Extracted data entries

━━━━━━

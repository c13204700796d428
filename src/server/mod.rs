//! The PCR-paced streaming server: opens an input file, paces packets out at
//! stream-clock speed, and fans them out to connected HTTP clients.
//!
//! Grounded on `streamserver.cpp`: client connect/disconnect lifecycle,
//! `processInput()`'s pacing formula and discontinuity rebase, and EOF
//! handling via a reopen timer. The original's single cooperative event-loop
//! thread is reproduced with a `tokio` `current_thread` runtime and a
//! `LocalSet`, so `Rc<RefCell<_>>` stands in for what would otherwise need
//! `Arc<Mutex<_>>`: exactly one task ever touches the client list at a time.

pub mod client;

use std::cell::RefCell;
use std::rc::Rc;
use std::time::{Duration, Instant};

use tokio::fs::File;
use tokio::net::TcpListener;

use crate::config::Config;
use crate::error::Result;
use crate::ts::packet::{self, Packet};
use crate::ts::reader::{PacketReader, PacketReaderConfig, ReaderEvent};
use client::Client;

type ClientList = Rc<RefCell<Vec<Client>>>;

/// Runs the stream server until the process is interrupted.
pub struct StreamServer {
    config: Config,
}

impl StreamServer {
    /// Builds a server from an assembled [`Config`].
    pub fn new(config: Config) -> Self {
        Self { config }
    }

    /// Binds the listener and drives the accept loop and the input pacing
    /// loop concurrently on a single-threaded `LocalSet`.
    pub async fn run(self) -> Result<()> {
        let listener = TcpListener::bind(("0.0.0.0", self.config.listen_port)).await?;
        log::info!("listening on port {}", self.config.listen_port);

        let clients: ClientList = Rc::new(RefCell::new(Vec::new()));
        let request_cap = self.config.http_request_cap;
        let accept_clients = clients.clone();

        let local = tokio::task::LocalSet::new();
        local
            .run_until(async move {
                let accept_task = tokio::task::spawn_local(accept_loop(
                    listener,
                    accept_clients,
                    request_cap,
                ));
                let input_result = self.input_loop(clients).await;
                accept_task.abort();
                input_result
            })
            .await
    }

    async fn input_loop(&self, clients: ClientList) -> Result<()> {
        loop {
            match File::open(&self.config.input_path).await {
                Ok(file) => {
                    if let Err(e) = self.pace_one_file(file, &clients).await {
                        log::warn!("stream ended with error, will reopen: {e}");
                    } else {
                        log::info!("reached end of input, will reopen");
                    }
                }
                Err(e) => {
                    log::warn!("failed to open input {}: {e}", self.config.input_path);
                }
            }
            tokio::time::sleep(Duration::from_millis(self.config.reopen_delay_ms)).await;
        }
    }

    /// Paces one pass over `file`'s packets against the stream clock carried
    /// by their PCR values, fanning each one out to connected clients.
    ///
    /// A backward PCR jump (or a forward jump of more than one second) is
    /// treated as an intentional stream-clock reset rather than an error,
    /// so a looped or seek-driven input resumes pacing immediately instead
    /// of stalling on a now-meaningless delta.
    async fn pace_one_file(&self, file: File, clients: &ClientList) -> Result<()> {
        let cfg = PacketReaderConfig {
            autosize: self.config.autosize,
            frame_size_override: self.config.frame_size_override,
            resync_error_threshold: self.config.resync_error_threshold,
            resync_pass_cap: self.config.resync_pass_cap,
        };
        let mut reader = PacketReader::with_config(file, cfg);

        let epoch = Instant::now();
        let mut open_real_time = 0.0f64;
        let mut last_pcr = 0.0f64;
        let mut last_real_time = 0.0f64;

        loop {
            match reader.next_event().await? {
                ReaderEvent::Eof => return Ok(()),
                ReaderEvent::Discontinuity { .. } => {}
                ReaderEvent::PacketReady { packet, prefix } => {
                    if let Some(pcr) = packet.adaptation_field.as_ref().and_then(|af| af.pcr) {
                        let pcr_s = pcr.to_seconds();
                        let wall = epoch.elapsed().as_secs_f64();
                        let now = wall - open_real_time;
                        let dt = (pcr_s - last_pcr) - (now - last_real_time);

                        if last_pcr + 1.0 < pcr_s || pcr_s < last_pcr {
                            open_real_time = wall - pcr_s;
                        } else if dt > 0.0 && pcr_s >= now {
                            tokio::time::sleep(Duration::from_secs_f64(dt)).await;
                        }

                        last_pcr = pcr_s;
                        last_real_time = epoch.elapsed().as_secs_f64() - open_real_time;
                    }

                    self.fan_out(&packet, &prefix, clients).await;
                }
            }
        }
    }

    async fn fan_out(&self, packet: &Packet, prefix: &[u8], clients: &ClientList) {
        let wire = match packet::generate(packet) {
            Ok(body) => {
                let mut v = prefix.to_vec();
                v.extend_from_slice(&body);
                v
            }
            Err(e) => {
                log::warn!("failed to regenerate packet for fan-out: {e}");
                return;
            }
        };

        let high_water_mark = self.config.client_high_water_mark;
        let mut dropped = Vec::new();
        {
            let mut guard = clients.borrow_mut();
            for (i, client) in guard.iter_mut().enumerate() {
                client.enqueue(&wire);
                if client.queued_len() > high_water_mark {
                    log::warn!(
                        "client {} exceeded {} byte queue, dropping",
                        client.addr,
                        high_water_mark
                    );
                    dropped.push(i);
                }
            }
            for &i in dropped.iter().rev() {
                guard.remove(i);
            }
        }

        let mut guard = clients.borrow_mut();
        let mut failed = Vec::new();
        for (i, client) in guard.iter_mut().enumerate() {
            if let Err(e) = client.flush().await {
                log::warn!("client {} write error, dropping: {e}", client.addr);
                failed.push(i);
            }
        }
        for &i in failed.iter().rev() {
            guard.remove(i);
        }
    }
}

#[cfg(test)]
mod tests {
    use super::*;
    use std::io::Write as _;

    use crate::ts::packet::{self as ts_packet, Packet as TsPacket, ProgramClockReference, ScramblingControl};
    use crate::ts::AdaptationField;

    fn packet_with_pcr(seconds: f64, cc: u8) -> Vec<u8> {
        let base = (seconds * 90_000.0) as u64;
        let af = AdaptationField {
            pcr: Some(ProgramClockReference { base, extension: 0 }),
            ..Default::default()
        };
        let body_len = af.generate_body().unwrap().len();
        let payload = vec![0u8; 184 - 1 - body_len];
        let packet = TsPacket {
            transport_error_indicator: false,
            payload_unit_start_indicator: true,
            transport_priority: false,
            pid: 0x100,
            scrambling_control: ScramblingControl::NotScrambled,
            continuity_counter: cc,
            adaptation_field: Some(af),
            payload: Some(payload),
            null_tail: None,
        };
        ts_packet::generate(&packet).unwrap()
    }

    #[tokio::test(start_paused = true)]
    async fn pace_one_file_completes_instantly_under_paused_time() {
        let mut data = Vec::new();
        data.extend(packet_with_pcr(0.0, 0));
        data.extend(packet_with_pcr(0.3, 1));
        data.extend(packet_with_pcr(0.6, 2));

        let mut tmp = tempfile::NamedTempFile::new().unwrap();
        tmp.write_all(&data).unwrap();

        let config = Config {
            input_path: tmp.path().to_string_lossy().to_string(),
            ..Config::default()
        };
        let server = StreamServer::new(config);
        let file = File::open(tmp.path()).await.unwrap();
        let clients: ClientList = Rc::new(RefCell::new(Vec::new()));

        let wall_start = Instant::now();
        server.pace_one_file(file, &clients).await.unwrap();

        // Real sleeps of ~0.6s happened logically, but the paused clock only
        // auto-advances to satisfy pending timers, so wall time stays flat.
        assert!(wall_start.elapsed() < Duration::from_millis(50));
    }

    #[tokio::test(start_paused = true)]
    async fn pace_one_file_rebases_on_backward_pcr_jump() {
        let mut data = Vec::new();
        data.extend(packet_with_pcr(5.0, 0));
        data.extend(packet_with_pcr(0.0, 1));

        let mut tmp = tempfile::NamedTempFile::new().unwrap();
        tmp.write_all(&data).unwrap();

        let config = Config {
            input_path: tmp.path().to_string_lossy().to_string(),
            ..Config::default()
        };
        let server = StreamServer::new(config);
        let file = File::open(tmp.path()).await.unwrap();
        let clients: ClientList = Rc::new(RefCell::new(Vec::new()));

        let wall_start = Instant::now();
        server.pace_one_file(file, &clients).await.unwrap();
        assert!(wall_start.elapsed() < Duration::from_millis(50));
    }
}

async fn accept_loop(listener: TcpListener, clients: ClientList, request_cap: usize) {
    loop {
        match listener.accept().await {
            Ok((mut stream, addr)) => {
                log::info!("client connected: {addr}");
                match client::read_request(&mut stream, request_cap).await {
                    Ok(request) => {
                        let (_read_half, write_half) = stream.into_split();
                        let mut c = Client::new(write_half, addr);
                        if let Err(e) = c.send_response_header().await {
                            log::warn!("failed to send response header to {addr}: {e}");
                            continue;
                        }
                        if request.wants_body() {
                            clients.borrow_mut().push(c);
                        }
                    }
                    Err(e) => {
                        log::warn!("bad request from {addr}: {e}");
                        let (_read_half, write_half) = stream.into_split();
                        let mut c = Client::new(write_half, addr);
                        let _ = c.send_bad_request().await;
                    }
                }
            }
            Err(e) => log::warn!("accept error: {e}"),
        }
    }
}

━━━━━━

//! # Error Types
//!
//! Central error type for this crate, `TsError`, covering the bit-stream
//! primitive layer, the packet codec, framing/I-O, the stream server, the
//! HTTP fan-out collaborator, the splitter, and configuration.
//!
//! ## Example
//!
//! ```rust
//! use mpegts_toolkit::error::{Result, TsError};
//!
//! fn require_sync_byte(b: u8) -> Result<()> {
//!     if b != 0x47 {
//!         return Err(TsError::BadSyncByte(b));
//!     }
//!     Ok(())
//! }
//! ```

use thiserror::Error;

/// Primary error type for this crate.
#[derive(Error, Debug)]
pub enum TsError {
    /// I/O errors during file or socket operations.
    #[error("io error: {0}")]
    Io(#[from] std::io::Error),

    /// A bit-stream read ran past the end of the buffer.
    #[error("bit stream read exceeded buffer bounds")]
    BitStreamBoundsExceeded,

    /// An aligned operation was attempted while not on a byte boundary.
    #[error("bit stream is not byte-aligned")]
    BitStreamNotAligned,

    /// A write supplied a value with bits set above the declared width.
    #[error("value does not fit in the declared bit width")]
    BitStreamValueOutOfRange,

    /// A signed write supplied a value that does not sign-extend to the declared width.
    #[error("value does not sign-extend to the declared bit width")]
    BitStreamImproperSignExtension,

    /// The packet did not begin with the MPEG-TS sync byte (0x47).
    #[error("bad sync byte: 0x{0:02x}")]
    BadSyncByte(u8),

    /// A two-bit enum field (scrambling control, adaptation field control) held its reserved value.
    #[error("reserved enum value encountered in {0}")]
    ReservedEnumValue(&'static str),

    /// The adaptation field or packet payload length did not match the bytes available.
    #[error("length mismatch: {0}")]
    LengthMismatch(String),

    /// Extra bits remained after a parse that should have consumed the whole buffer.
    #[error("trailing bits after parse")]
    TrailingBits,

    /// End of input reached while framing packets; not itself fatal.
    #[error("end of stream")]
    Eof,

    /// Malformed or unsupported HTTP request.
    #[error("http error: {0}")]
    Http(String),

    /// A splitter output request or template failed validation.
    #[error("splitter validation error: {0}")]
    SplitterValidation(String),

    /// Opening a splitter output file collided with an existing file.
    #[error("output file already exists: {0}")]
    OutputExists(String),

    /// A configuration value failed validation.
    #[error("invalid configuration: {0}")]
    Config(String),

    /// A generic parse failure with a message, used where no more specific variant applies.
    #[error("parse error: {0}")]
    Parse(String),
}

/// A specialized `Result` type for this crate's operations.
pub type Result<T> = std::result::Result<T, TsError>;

━━━━━━

About this task => State how many lines above contain the string "connected", with no other words.

Result of this task => 3